• [Exercise objective]
For the word "config", determine how many lines of the entries below contain it, and give only that number.

Records from a data source:
——
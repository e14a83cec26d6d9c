/*!
 * Cache Layout Registry
 *
 * Deduplicates hardware cache-sharing topologies: sockets that come online
 * with the same firmware-reserved way mask share one layout id and one
 * allocation bitmap. Registration runs under its own short non-blocking
 * lock because CPU bring-up contexts must never wait on the control path.
 */

mod types;

pub use types::{CacheDescriptor, CacheLayout, DescriptorError, SocketState};

use crate::core::limits::{MAX_LAYOUTS, MAX_SOCKETS};
use crate::core::types::{LayoutId, SocketId, WayMask};
use log::{error, info};
use parking_lot::Mutex;

/// Registry of known layouts plus the per-socket state array
pub struct LayoutRegistry {
    descriptor: CacheDescriptor,
    /// Registration lock; short critical sections only
    layouts: Mutex<Vec<CacheLayout>>,
    sockets: Box<[SocketState]>,
}

impl LayoutRegistry {
    pub fn new(descriptor: CacheDescriptor) -> Self {
        Self {
            descriptor,
            layouts: Mutex::new(Vec::new()),
            sockets: (0..MAX_SOCKETS).map(|_| SocketState::new()).collect(),
        }
    }

    #[inline]
    pub fn descriptor(&self) -> &CacheDescriptor {
        &self.descriptor
    }

    #[inline]
    pub fn socket(&self, socket: SocketId) -> &SocketState {
        &self.sockets[socket as usize]
    }

    /// Layout assigned to `socket`, if it has been brought online
    #[inline]
    pub fn layout_of(&self, socket: SocketId) -> Option<LayoutId> {
        self.sockets.get(socket as usize)?.layout()
    }

    pub fn layout_count(&self) -> u32 {
        self.layouts.lock().len() as u32
    }

    /// Snapshot of `(id, hw_reserved)` for every known layout
    pub(crate) fn layout_masks(&self) -> Vec<(LayoutId, WayMask)> {
        self.layouts
            .lock()
            .iter()
            .map(|l| (l.id, l.hw_reserved))
            .collect()
    }

    /// Bring a socket online with its firmware-reserved way mask
    ///
    /// Finds or creates the layout for the mask and initializes the socket's
    /// global-pool mask to the full way set. Idempotent per socket.
    pub fn socket_online(&self, socket: SocketId, hw_reserved: WayMask) {
        assert!(socket < MAX_SOCKETS, "socket id {socket} out of range");
        let state = &self.sockets[socket as usize];
        if state.layout().is_some() {
            return;
        }

        let hw_reserved = hw_reserved & self.descriptor.full_mask();
        let id = self.find_create_layout(hw_reserved);
        {
            let mut hw = state.hw.lock();
            hw.pool_mask = self.descriptor.full_mask();
        }
        state.assign_layout(id);
        info!(
            "Socket {} online: layout {} (reserved mask {:#x})",
            socket, id, hw_reserved
        );
    }

    fn find_create_layout(&self, hw_reserved: WayMask) -> LayoutId {
        let mut layouts = self.layouts.lock();

        if let Some(layout) = layouts.iter_mut().find(|l| l.hw_reserved == hw_reserved) {
            layout.ref_count += 1;
            return layout.id;
        }

        if layouts.len() as u32 >= MAX_LAYOUTS {
            // Out of layout ids: fall back to sharing the first layout
            // rather than failing bring-up.
            error!(
                "layout id space exhausted ({} layouts); socket shares layout 0",
                MAX_LAYOUTS
            );
            let first = &mut layouts[0];
            first.ref_count += 1;
            return first.id;
        }

        let id = layouts.len() as LayoutId;
        layouts.push(CacheLayout {
            id,
            hw_reserved,
            ref_count: 1,
        });
        id
    }
}
use mental_auth::{Control, FormKind, Page};
use ratatui::buffer::Buffer;
use ratatui::layout::{Constraint, Direction, Layout, Rect};
use ratatui::prelude::{Color, Modifier, StatefulWidget, Style, Widget};
use ratatui::widgets::{Block, Paragraph, Wrap};

use crate::data::{Field, FieldInputs, Focus};
use crate::extension::Splittable;
use crate::fields::{render_button, render_field, render_password_row, FieldContext};

pub struct SignupPanelWidget<'a> {
    pub page: &'a Page,
    pub focus: Focus,
}

impl StatefulWidget for SignupPanelWidget<'_> {
    type State = FieldInputs;

    fn render(self, area: Rect, buf: &mut Buffer, state: &mut Self::State) {
        let block = Block::bordered().title(" Create account ");
        let inner = block.inner(area);
        block.render(area, buf);

        let [names, email, password, helper, actions] = Layout::vertical([
            Constraint::Length(3),
            Constraint::Length(3),
            Constraint::Length(3),
            Constraint::Length(2),
            Constraint::Length(3),
        ])
        .areas(inner);
        let ctx = FieldContext {
            page: self.page,
            focus: self.focus,
        };
        let [first, last] = Layout::split_equal(names, Direction::Horizontal);
        render_field(Field::FirstName, ctx, first, buf, state);
        render_field(Field::LastName, ctx, last, buf, state);
        render_field(Field::SignupEmail, ctx, email, buf, state);
        render_password_row(Field::SignupPassword, ctx, password, buf, state);

        if self.page.signup_helper.visible {
            Paragraph::new(self.page.signup_helper.text.as_str())
                .style(
                    Style::default()
                        .fg(Color::LightRed)
                        .add_modifier(Modifier::ITALIC),
                )
                .wrap(Wrap { trim: true })
                .centered()
                .render(helper, buf);
        }

        let [submit, cancel] = Layout::split_equal(actions, Direction::Horizontal);
        render_button(
            "Sign up",
            self.focus == Focus::Submit(FormKind::Signup),
            submit,
            buf,
        );
        render_button(
            "Cancel",
            self.focus == Focus::Control(Control::CancelSignup),
            cancel,
            buf,
        );
    }
}
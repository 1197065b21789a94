//! Headless controller for the MentalHealth login/signup demo page.
//!
//! The host (a terminal front-end, a test) feeds [`events::PageEvent`]s into a
//! [`service::controller::PageController`] and renders the resulting
//! [`domain::page::Page`]. Messages go through a [`service::notifier::Notifier`]
//! and delayed work through a [`service::scheduler::Scheduler`].

pub mod config;
pub mod domain;
pub mod error;
pub mod events;
pub mod service;

pub use config::PageConfig;
pub use domain::page::{Page, PasswordSlot};
pub use domain::panel::Panel;
pub use error::Error;
pub use events::{Control, Dispatch, FormKind, Key, PageEvent};
pub use service::controller::{PageController, Submission};
pub use service::notifier::{Notifier, RecordingNotifier};
pub use service::scheduler::{ScheduledAction, Scheduler, TimerQueue};
/// Presents a blocking message to the user.
pub trait Notifier {
    fn notify(&mut self, message: &str);
}

/// Keeps every message, for hosts without a dialog to show.
#[derive(Debug, Default, Clone, PartialEq)]
pub struct RecordingNotifier {
    pub messages: Vec<String>,
}

impl RecordingNotifier {
    pub fn last(&self) -> Option<&str> {
        self.messages.last().map(String::as_str)
    }
}

impl Notifier for RecordingNotifier {
    fn notify(&mut self, message: &str) {
        self.messages.push(message.to_string());
    }
}
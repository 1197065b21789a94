pub const SHOW_ICON: &str = "👁️";
pub const HIDE_ICON: &str = "🙈";
pub const SHOW_TITLE: &str = "Show password";
pub const HIDE_TITLE: &str = "Hide password";

#[derive(Debug, Clone, Copy, PartialEq, Eq, Default)]
pub enum Visibility {
    #[default]
    Masked,
    Revealed,
}

impl Visibility {
    pub fn flipped(self) -> Self {
        match self {
            Visibility::Masked => Visibility::Revealed,
            Visibility::Revealed => Visibility::Masked,
        }
    }
}

/// The eye button next to a password field.
///
/// Icon and title always describe what the next activation does: a masked
/// field offers "Show password", a revealed one offers "Hide password".
#[derive(Debug, Clone, PartialEq)]
pub struct ToggleControl {
    pub icon: &'static str,
    pub title: &'static str,
}

impl Default for ToggleControl {
    fn default() -> Self {
        Self::for_visibility(Visibility::Masked)
    }
}

impl ToggleControl {
    pub fn for_visibility(visibility: Visibility) -> Self {
        match visibility {
            Visibility::Masked => Self {
                icon: SHOW_ICON,
                title: SHOW_TITLE,
            },
            Visibility::Revealed => Self {
                icon: HIDE_ICON,
                title: HIDE_TITLE,
            },
        }
    }

    pub fn sync(&mut self, visibility: Visibility) {
        *self = Self::for_visibility(visibility);
    }
}

#[cfg(test)]
mod tests {
    use super::*;

    #[test]
    fn test_default_offers_show() {
        let control = ToggleControl::default();
        assert_eq!(control.icon, SHOW_ICON);
        assert_eq!(control.title, SHOW_TITLE);
    }

    #[test]
    fn test_sync_follows_visibility() {
        let mut control = ToggleControl::default();
        control.sync(Visibility::Revealed);
        assert_eq!(control.title, HIDE_TITLE);
        assert_eq!(control.icon, HIDE_ICON);
        control.sync(Visibility::Revealed.flipped());
        assert_eq!(control, ToggleControl::default());
    }
}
——
• [Your response]
2